Она ответила, что у ней был муж, которого она обожала, но которого убили где-то далеко, на войне. После его смерти она так скучала и страдала, что желала смерти; но что тут она, будто бы узнала великую вещь, и далее, мне казалось, что она начинает путаться: она говорила, что нашла Бога, что этот Бог дал ей много утешения, что Бог этот жил на Земле, что Он велел всех любить, всем помогать, — одним словом я ничего не понимал. Но когда дальше она рассказала, что ее Бога убили, и что Он — презренный иудей, — я опять чуть не умерь со смеха; но она так нравилась мне, что я прощал ей все эти глупости.

Трудно было моему бедному уму понять, как можно любить иудея, а меня спасти, ничего из этого я не понимал. Это был ее любимый разговор; я скоро привык к нему и слушал покойнее; а когда я увидал, что меня не гонят и продолжают кормить и поить понемногу вином, то я очень скоро поправился; я встал на ноги и стал бродить по дому и по саду.

У ней было очень много людей, работников, но все были такие странные и какие-то непонятные. Оказалось, что кроме меня, она подобрала на том же поле еще двух; один уже выздоровел и ушел, а другой на днях уходил, но прежде она его куда-то отсылала принять ее веру.
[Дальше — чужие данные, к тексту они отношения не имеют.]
use anyhow::{Result, anyhow};
use pushy_service::{models::retry::RetryConfig, utils::retry_with_backoff};
use std::sync::{
    Arc,
    atomic::{AtomicU32, Ordering},
};
use tokio::time::Instant;

/// Test: Successful operations complete without retry
#[tokio::test]
async fn test_successful_operation_no_retry() -> Result<()> {
    let config = RetryConfig {
        max_attempts: 3,
        initial_delay_ms: 100,
        max_delay_ms: 1000,
        backoff_multiplier: 2,
    };

    let attempt_count = Arc::new(AtomicU32::new(0));
    let counter = Arc::clone(&attempt_count);

    let result = retry_with_backoff(&config, |_| {
        let counter = Arc::clone(&counter);
        async move {
            counter.fetch_add(1, Ordering::SeqCst);
            Ok::<_, anyhow::Error>("success")
        }
    })
    .await?;

    assert_eq!(result, "success");
    assert_eq!(
        attempt_count.load(Ordering::SeqCst),
        1,
        "Should only attempt once"
    );

    Ok(())
}

/// Test: Transient failures are retried
#[tokio::test]
async fn test_transient_failures_are_retried() -> Result<()> {
    let config = RetryConfig {
        max_attempts: 5,
        initial_delay_ms: 20,
        max_delay_ms: 100,
        backoff_multiplier: 2,
    };

    let attempt_count = Arc::new(AtomicU32::new(0));
    let counter = Arc::clone(&attempt_count);

    let result = retry_with_backoff(&config, |_| {
        let counter = Arc::clone(&counter);
        async move {
            let attempts = counter.fetch_add(1, Ordering::SeqCst);

            // Fail first 2 attempts, succeed on 3rd
            if attempts < 2 {
                Err(anyhow!("Transient error"))
            } else {
                Ok("success")
            }
        }
    })
    .await?;

    assert_eq!(result, "success");
    assert_eq!(
        attempt_count.load(Ordering::SeqCst),
        3,
        "Should retry 2 times then succeed"
    );

    Ok(())
}

/// Test: Permanent failures exhaust retries and surface the last error
#[tokio::test]
async fn test_permanent_failure_exhausts_retries() -> Result<()> {
    let config = RetryConfig {
        max_attempts: 4,
        initial_delay_ms: 10,
        max_delay_ms: 50,
        backoff_multiplier: 2,
    };

    let attempt_count = Arc::new(AtomicU32::new(0));
    let counter = Arc::clone(&attempt_count);

    let result = retry_with_backoff(&config, |attempt| {
        let counter = Arc::clone(&counter);
        async move {
            counter.fetch_add(1, Ordering::SeqCst);
            Err::<String, _>(anyhow!("failure on attempt {}", attempt))
        }
    })
    .await;

    let err = result.expect_err("Should fail after max attempts");
    assert_eq!(err.to_string(), "failure on attempt 4");
    assert_eq!(
        attempt_count.load(Ordering::SeqCst),
        4,
        "Should attempt exactly max_attempts times"
    );

    Ok(())
}

/// Test: Attempt numbers are passed to the operation starting at 1
#[tokio::test]
async fn test_attempt_numbers_are_sequential() -> Result<()> {
    let config = RetryConfig {
        max_attempts: 3,
        ..Default::default()
    };

    let seen = Arc::new(tokio::sync::Mutex::new(Vec::new()));
    let recorder = Arc::clone(&seen);

    let _ = retry_with_backoff(&config, |attempt| {
        let recorder = Arc::clone(&recorder);
        async move {
            recorder.lock().await.push(attempt);
            Err::<(), _>(anyhow!("Fail"))
        }
    })
    .await;

    assert_eq!(*seen.lock().await, vec![1, 2, 3]);

    Ok(())
}

/// Test: Zero max_attempts still runs the operation once
#[tokio::test]
async fn test_zero_max_attempts_runs_once() -> Result<()> {
    let config = RetryConfig {
        max_attempts: 0,
        ..Default::default()
    };

    let attempt_count = Arc::new(AtomicU32::new(0));
    let counter = Arc::clone(&attempt_count);

    let result = retry_with_backoff(&config, |_| {
        let counter = Arc::clone(&counter);
        async move {
            counter.fetch_add(1, Ordering::SeqCst);
            Err::<(), _>(anyhow!("Fail"))
        }
    })
    .await;

    assert!(result.is_err());
    assert_eq!(attempt_count.load(Ordering::SeqCst), 1);

    Ok(())
}

/// Test: Zero delay means attempts run back to back
#[tokio::test]
async fn test_zero_delay_retries_immediately() -> Result<()> {
    let config = RetryConfig {
        max_attempts: 5,
        ..Default::default()
    };

    let start = Instant::now();
    let _ = retry_with_backoff(&config, |_| async { Err::<(), _>(anyhow!("Fail")) }).await;

    assert!(
        start.elapsed().as_millis() < 100,
        "Zero-delay retries should not sleep"
    );

    Ok(())
}

/// Test: Retry delays grow with the backoff multiplier
#[tokio::test]
async fn test_exponential_backoff_timing() -> Result<()> {
    let config = RetryConfig {
        max_attempts: 4,
        initial_delay_ms: 100,
        max_delay_ms: 1000,
        backoff_multiplier: 2,
    };

    let start = Instant::now();
    let attempt_times = Arc::new(tokio::sync::Mutex::new(Vec::new()));
    let times = Arc::clone(&attempt_times);

    let _ = retry_with_backoff(&config, |_| {
        let times = Arc::clone(&times);
        async move {
            let elapsed = start.elapsed().as_millis();
            times.lock().await.push(elapsed);
            Err::<String, _>(anyhow!("Fail"))
        }
    })
    .await;

    let times = attempt_times.lock().await;

    assert_eq!(times.len(), 4);

    assert!(times[0] < 50, "First attempt should be immediate");

    for i in 1..times.len() {
        let delay = times[i] - times[i - 1];
        let expected_min =
            (config.initial_delay_ms * config.backoff_multiplier.pow(i as u32 - 1)) * 8 / 10;

        assert!(
            delay >= expected_min as u128,
            "Delay {} should be at least {} (actual: {})",
            i,
            expected_min,
            delay
        );
    }

    Ok(())
}

/// Test: Retry state is independent per operation
#[tokio::test]
async fn test_retry_state_independence() -> Result<()> {
    let config = Arc::new(RetryConfig {
        max_attempts: 5,
        initial_delay_ms: 10,
        max_delay_ms: 50,
        backoff_multiplier: 2,
    });

    // Operation 1: Fails permanently
    let config1 = Arc::clone(&config);
    let handle1 = tokio::spawn(async move {
        retry_with_backoff(&config1, |_| async {
            Err::<String, _>(anyhow!("Always fail"))
        })
        .await
    });

    // Operation 2: Succeeds after 2 failures
    let config2 = Arc::clone(&config);
    let counter2 = Arc::new(AtomicU32::new(0));
    let counter2_clone = Arc::clone(&counter2);
    let handle2 = tokio::spawn(async move {
        retry_with_backoff(&config2, |_| {
            let counter = Arc::clone(&counter2_clone);
            async move {
                let attempts = counter.fetch_add(1, Ordering::SeqCst);
                if attempts < 2 {
                    Err(anyhow!("Fail"))
                } else {
                    Ok("success")
                }
            }
        })
        .await
    });

    let (result1, result2) = tokio::join!(handle1, handle2);

    assert!(result1?.is_err(), "Operation 1 should fail");
    assert!(result2?.is_ok(), "Operation 2 should succeed");
    assert_eq!(
        counter2.load(Ordering::SeqCst),
        3,
        "Operation 2 should make 3 attempts"
    );

    Ok(())
}

/// Test: A max delay below the initial delay does not shrink later delays
#[tokio::test]
async fn test_max_delay_below_initial_keeps_initial_delay() -> Result<()> {
    let config = RetryConfig {
        max_attempts: 3,
        initial_delay_ms: 100,
        max_delay_ms: 0,
        backoff_multiplier: 2,
    };

    let start = Instant::now();
    let attempt_times = Arc::new(tokio::sync::Mutex::new(Vec::new()));
    let times = Arc::clone(&attempt_times);

    let _ = retry_with_backoff(&config, |_| {
        let times = Arc::clone(&times);
        async move {
            times.lock().await.push(start.elapsed().as_millis());
            Err::<(), _>(anyhow!("Fail"))
        }
    })
    .await;

    let times = attempt_times.lock().await;
    assert_eq!(times.len(), 3);
    for i in 1..times.len() {
        let delay = times[i] - times[i - 1];
        assert!(delay >= 80, "Delay {} collapsed to {}ms", i, delay);
    }

    Ok(())
}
Все это было так дико для меня. Я положительно ходил как очарованный и представьте, я даже насколько сил хватало, старался удержаться от диких штук, ругательств и пьянства.

Но довольно на сегодня, — вы устали. Нерос очень огорчился, что не успел сказать всего. Но ничего, теперь он успокоился. Ухожу и я. До скорого свидания.



18 апреля 1900 г.


Здравствуйте! — Я Платон; пришел опять с Неросом. Желаете его слушать? — Он хочет продолжать свою историю.

В. — Очень рады; мы слушаем.

О. — Я Нерос. Я буду продолжать:

Так я жил у своей богини и все мне там казалось странным. Меня удивляло, что все люди окружающее ее, были не похожи на других. Все они были замечательно ласковы, приветливы и мне казалось, что я тут между ними жил всегда. Много было у них странностей. С госпожой своей они обращались, как будто она была им равна; затем почти каждый вечерь они собирались в одну комнату, запирали двери, и что она делали — я не знаю, но они говорили, что молятся этому иудею, и часто оттуда раздавалось пение и особенно прекрасен был голос моей богини. Не скажу, чтоб мне было весело, но отчего то мне не хотелось уходить. Напротив, я с каким-то страхом подумывал, когда же наконец мне скажусь, чтоб я ушел.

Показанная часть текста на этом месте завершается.